In fact, virtually every photograph taken since then had to use Silver Halide crystals in recording the image. Now in the 21st century, things really haven’t changed that much; we still have to take our underwater photographs in waterproof boxes of some proprietary manufacture, but now the technology has surpassed all expectations with the digital age, as this rapidly evolving format has finally removed the fear of failure, which virtually applied to all photographs produced historically.

If you look back on historic innovations, then the introduction of the digital camera has been sensational. Now we no longer need to wait years for the technology to improve. In many cases, we are witnessing improvements being made almost monthly. What was once a curiosity, the digital camera, is very much a part of almost everyone’s day to day lives, whether it actually be a camera or as part of a sophisticated “must have” mobile telephone.



The quality of the digital camera’s reproduction has raised the bar so high today that even those old dedicated film users who once said that they would never make the switch over to digital, now extol the virtues of the latest cameras, housings and, of course, scanners, printers and digital editing software.



Our vocabulary has changed to include pixels, bytes, ram, gig, jpeg, tiff, raw, nef and many more abbreviations too mind-boggling to start with. Once you couple your new digital camera with your computer and add photograph manipulation programme software such as Photoshop, then we open up another huge sack full of abbreviations and weird and wonderful tools to help or confuse the budding or professional photographer.

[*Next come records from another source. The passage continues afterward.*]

pub const ELLIPSIS: &str = "...";

pub fn truncate_label(text: &str, max_chars: usize) -> String {
    let mut chars = text.char_indices();
    match chars.nth(max_chars) {
        Some((byte_index, _)) => format!("{}{ELLIPSIS}", &text[..byte_index]),
        None => text.to_owned(),
    }
}

pub fn format_percent(value: f32) -> String {
    format!("{}%", value.clamp(0.0, 100.0).round() as u32)
}

pub fn format_requests(count: u64) -> String {
    if count == 1 {
        "1 request".to_owned()
    } else {
        format!("{count} requests")
    }
}

pub fn encode_component(raw: &str) -> String {
    let mut encoded = String::with_capacity(raw.len());
    for byte in raw.bytes() {
        if byte.is_ascii_alphanumeric() || matches!(byte, b'-' | b'_' | b'.') {
            encoded.push(byte as char);
        } else {
            encoded.push_str(&format!("%{byte:02X}"));
        }
    }
    encoded
}

pub fn decode_component(encoded: &str) -> Option<String> {
    let bytes = encoded.as_bytes();
    let mut decoded = Vec::with_capacity(bytes.len());
    let mut index = 0;
    while index < bytes.len() {
        if bytes[index] == b'%' {
            let hex = encoded.get(index + 1..index + 3)?;
            decoded.push(u8::from_str_radix(hex, 16).ok()?);
            index += 3;
        } else {
            decoded.push(bytes[index]);
            index += 1;
        }
    }
    String::from_utf8(decoded).ok()
}

#[cfg(test)]
mod tests {
    use super::*;

    #[test]
    fn truncate_label_keeps_short_text() {
        assert_eq!(truncate_label("Export", 30), "Export");
        assert_eq!(truncate_label("exactly", 7), "exactly");
    }

    #[test]
    fn truncate_label_cuts_on_char_boundaries() {
        assert_eq!(truncate_label("Dark mode support", 4), "Dark...");
        assert_eq!(truncate_label("ñandú über alles", 5), "ñandú...");
    }

    #[test]
    fn percent_is_rounded_and_clamped() {
        assert_eq!(format_percent(66.6), "67%");
        assert_eq!(format_percent(140.0), "100%");
        assert_eq!(format_percent(-3.0), "0%");
    }

    #[test]
    fn components_survive_encoding() {
        let raw = "ctx/42 ünïcode?";
        let encoded = encode_component(raw);
        assert!(!encoded.contains('/'));
        assert!(!encoded.contains(' '));
        assert_eq!(decode_component(&encoded).as_deref(), Some(raw));
    }

    #[test]
    fn decode_rejects_truncated_escape() {
        assert_eq!(decode_component("abc%4"), None);
    }
}
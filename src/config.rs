use std::path::PathBuf;
use std::sync::Arc;
use std::time::Duration;

use anyhow::{Context, Result};
use clap::Parser;
use tracing::{debug, warn};

use crate::cache::{ANALYSIS_KEY_PREFIX, FileStore, MemoryStore, SessionStore, TtlCache};
use crate::insights::{
    AnalysisContext, DEFAULT_API_URL, DEFAULT_ENDPOINT, FetchCoordinator, HttpClusterSource,
};
use crate::layout::{ForceConfig, Viewport};

#[derive(Debug, Parser)]
#[command(author, version, about)]
pub struct Args {
    /// Analysis to open on startup.
    #[arg(long, env = "CLUSTER_LENS_CONTEXT_ID")]
    pub context_id: Option<String>,

    #[arg(long, env = "CLUSTER_LENS_API_URL", default_value = DEFAULT_API_URL)]
    pub api_url: String,

    /// Path appended to the API URL. `{context_id}` is replaced by the id.
    #[arg(long, env = "CLUSTER_LENS_ENDPOINT", default_value = DEFAULT_ENDPOINT)]
    pub endpoint: String,

    #[arg(long, env = "CLUSTER_LENS_CACHE_TTL_SECS", default_value_t = 300)]
    pub cache_ttl_secs: u64,

    #[arg(long, env = "CLUSTER_LENS_REQUEST_TIMEOUT_SECS", default_value_t = 30)]
    pub request_timeout_secs: u64,

    /// Directory for the session cache. Defaults to a per-process temp dir.
    #[arg(long, env = "CLUSTER_LENS_CACHE_DIR", conflicts_with = "memory_cache")]
    pub cache_dir: Option<PathBuf>,

    /// Keep cached results in memory only.
    #[arg(long, env = "CLUSTER_LENS_MEMORY_CACHE")]
    pub memory_cache: bool,

    /// Upper bound for the largest bubble radius, in pixels.
    #[arg(long, env = "CLUSTER_LENS_RADIUS_SCALE")]
    pub radius_scale: Option<f32>,

    /// Gap kept between bubbles, in pixels.
    #[arg(long, env = "CLUSTER_LENS_PADDING")]
    pub padding: Option<f32>,

    /// Write settled layouts as JSON to this path instead of opening a window.
    #[arg(long, env = "CLUSTER_LENS_EXPORT")]
    pub export: Option<PathBuf>,

    #[arg(long, env = "CLUSTER_LENS_WIDTH", default_value_t = 800.0)]
    pub width: f32,

    #[arg(long, env = "CLUSTER_LENS_HEIGHT", default_value_t = 400.0)]
    pub height: f32,
}

#[derive(Clone, Debug, PartialEq, Eq)]
pub enum CacheBackend {
    Memory,
    Session(Option<PathBuf>),
}

#[derive(Clone, Debug)]
pub struct Settings {
    pub context: Option<AnalysisContext>,
    pub api_url: String,
    pub endpoint: String,
    pub cache_ttl: Duration,
    pub request_timeout: Duration,
    pub cache_backend: CacheBackend,
    pub force: ForceConfig,
    pub export: Option<PathBuf>,
    pub viewport: Viewport,
}

impl From<Args> for Settings {
    fn from(args: Args) -> Self {
        let mut force = ForceConfig::default();
        if let Some(radius_scale) = args
            .radius_scale
            .filter(|value| value.is_finite() && *value > 0.0)
        {
            force.radius_scale = radius_scale;
        }
        if let Some(padding) = args.padding.filter(|value| value.is_finite() && *value >= 0.0) {
            force.padding = padding;
        }

        let cache_backend = if args.memory_cache {
            CacheBackend::Memory
        } else {
            CacheBackend::Session(args.cache_dir)
        };

        Self {
            context: args
                .context_id
                .map(|id| id.trim().to_owned())
                .filter(|id| !id.is_empty())
                .map(AnalysisContext::new),
            api_url: args.api_url,
            endpoint: args.endpoint,
            cache_ttl: Duration::from_secs(args.cache_ttl_secs),
            request_timeout: Duration::from_secs(args.request_timeout_secs.max(1)),
            cache_backend,
            force,
            export: args.export,
            viewport: Viewport::new(args.width, args.height),
        }
    }
}

impl Settings {
    /// Opens the configured store. A session directory that cannot be
    /// created falls back to memory.
    pub fn open_store(&self) -> Box<dyn SessionStore> {
        let opened = match &self.cache_backend {
            CacheBackend::Memory => return Box::new(MemoryStore::new()),
            CacheBackend::Session(Some(dir)) => FileStore::open(dir),
            CacheBackend::Session(None) => FileStore::for_current_session(),
        };

        match opened {
            Ok(store) => {
                debug!(
                    dir = %store.dir().display(),
                    removed_on_exit = store.is_session_scoped(),
                    "session cache opened"
                );
                Box::new(store)
            }
            Err(error) => {
                warn!(%error, "session cache unavailable; keeping results in memory");
                Box::new(MemoryStore::new())
            }
        }
    }

    pub fn coordinator(&self) -> Result<FetchCoordinator<Box<dyn SessionStore>>> {
        let source = HttpClusterSource::new(
            self.api_url.clone(),
            self.endpoint.clone(),
            self.request_timeout,
        )
        .with_context(|| format!("failed to create HTTP client for {}", self.api_url))?;
        let cache = TtlCache::new(ANALYSIS_KEY_PREFIX, self.cache_ttl, self.open_store());
        Ok(FetchCoordinator::new(Arc::new(source), cache))
    }
}

#[cfg(test)]
mod tests {
    use super::*;

    fn parse(args: &[&str]) -> Settings {
        let mut argv = vec!["cluster-lens"];
        argv.extend_from_slice(args);
        Settings::from(Args::try_parse_from(argv).expect("arguments parse"))
    }

    #[test]
    fn defaults_match_the_documented_values() {
        let settings = parse(&[]);
        assert_eq!(settings.context, None);
        assert_eq!(settings.api_url, "http://localhost:3002");
        assert_eq!(settings.endpoint, "/clusters/{context_id}");
        assert_eq!(settings.cache_ttl, Duration::from_secs(300));
        assert_eq!(settings.request_timeout, Duration::from_secs(30));
        assert_eq!(settings.cache_backend, CacheBackend::Session(None));
        assert_eq!(settings.viewport, Viewport::new(800.0, 400.0));
        assert_eq!(settings.force, ForceConfig::default());
    }

    #[test]
    fn flags_override_layout_and_cache() {
        let settings = parse(&[
            "--context-id",
            "  abc  ",
            "--memory-cache",
            "--padding",
            "6",
            "--radius-scale",
            "0",
            "--cache-ttl-secs",
            "10",
        ]);
        assert_eq!(settings.context, Some(AnalysisContext::new("abc")));
        assert_eq!(settings.cache_backend, CacheBackend::Memory);
        assert_eq!(settings.force.padding, 6.0);
        assert_eq!(settings.force.radius_scale, ForceConfig::default().radius_scale);
        assert_eq!(settings.cache_ttl, Duration::from_secs(10));
    }

    #[test]
    fn cache_dir_conflicts_with_memory_cache() {
        let parsed =
            Args::try_parse_from(["cluster-lens", "--memory-cache", "--cache-dir", "/tmp/x"]);
        assert!(parsed.is_err());
    }

    #[test]
    fn session_store_opens_in_given_dir() {
        let dir = tempfile::tempdir().expect("tempdir");
        let settings = parse(&["--cache-dir", dir.path().to_str().expect("utf-8 path")]);
        let mut store = settings.open_store();
        store.set("k", "v").expect("write");
        assert_eq!(std::fs::read_dir(dir.path()).expect("list").count(), 1);
    }
}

Firstly, let us assume that we have all taken the digital leap and either own a digital camera of some type of manufacture, or are considering buying one for oneself or a loved one. I once went to great lengths to write a synopsis on the digital format versus the film format. Now the technology has advanced so far and so fast, that one can hardly find anyone who will process film anymore. We are today well and truly into the digital age. Film is gone—for now—so let us explore the why and the wherefores of digital underwater photography.



There are several points that we have to grasp first, and they are all generally to do with light. When we were still using film for our underwater photography, the light from either the ambient surroundings or from the intensity of artificial light by flash, the light had to penetrate at least four layers of emulsion on the film strip to be able to reproduce an accurate image. Now with digital photography, it is as if we are taking the photograph through a plain sheet of clear glass; we no longer need the high strength of powerful flashlight, and what we miss, we can generally ‘fix’ (to a certain extent) on our computer.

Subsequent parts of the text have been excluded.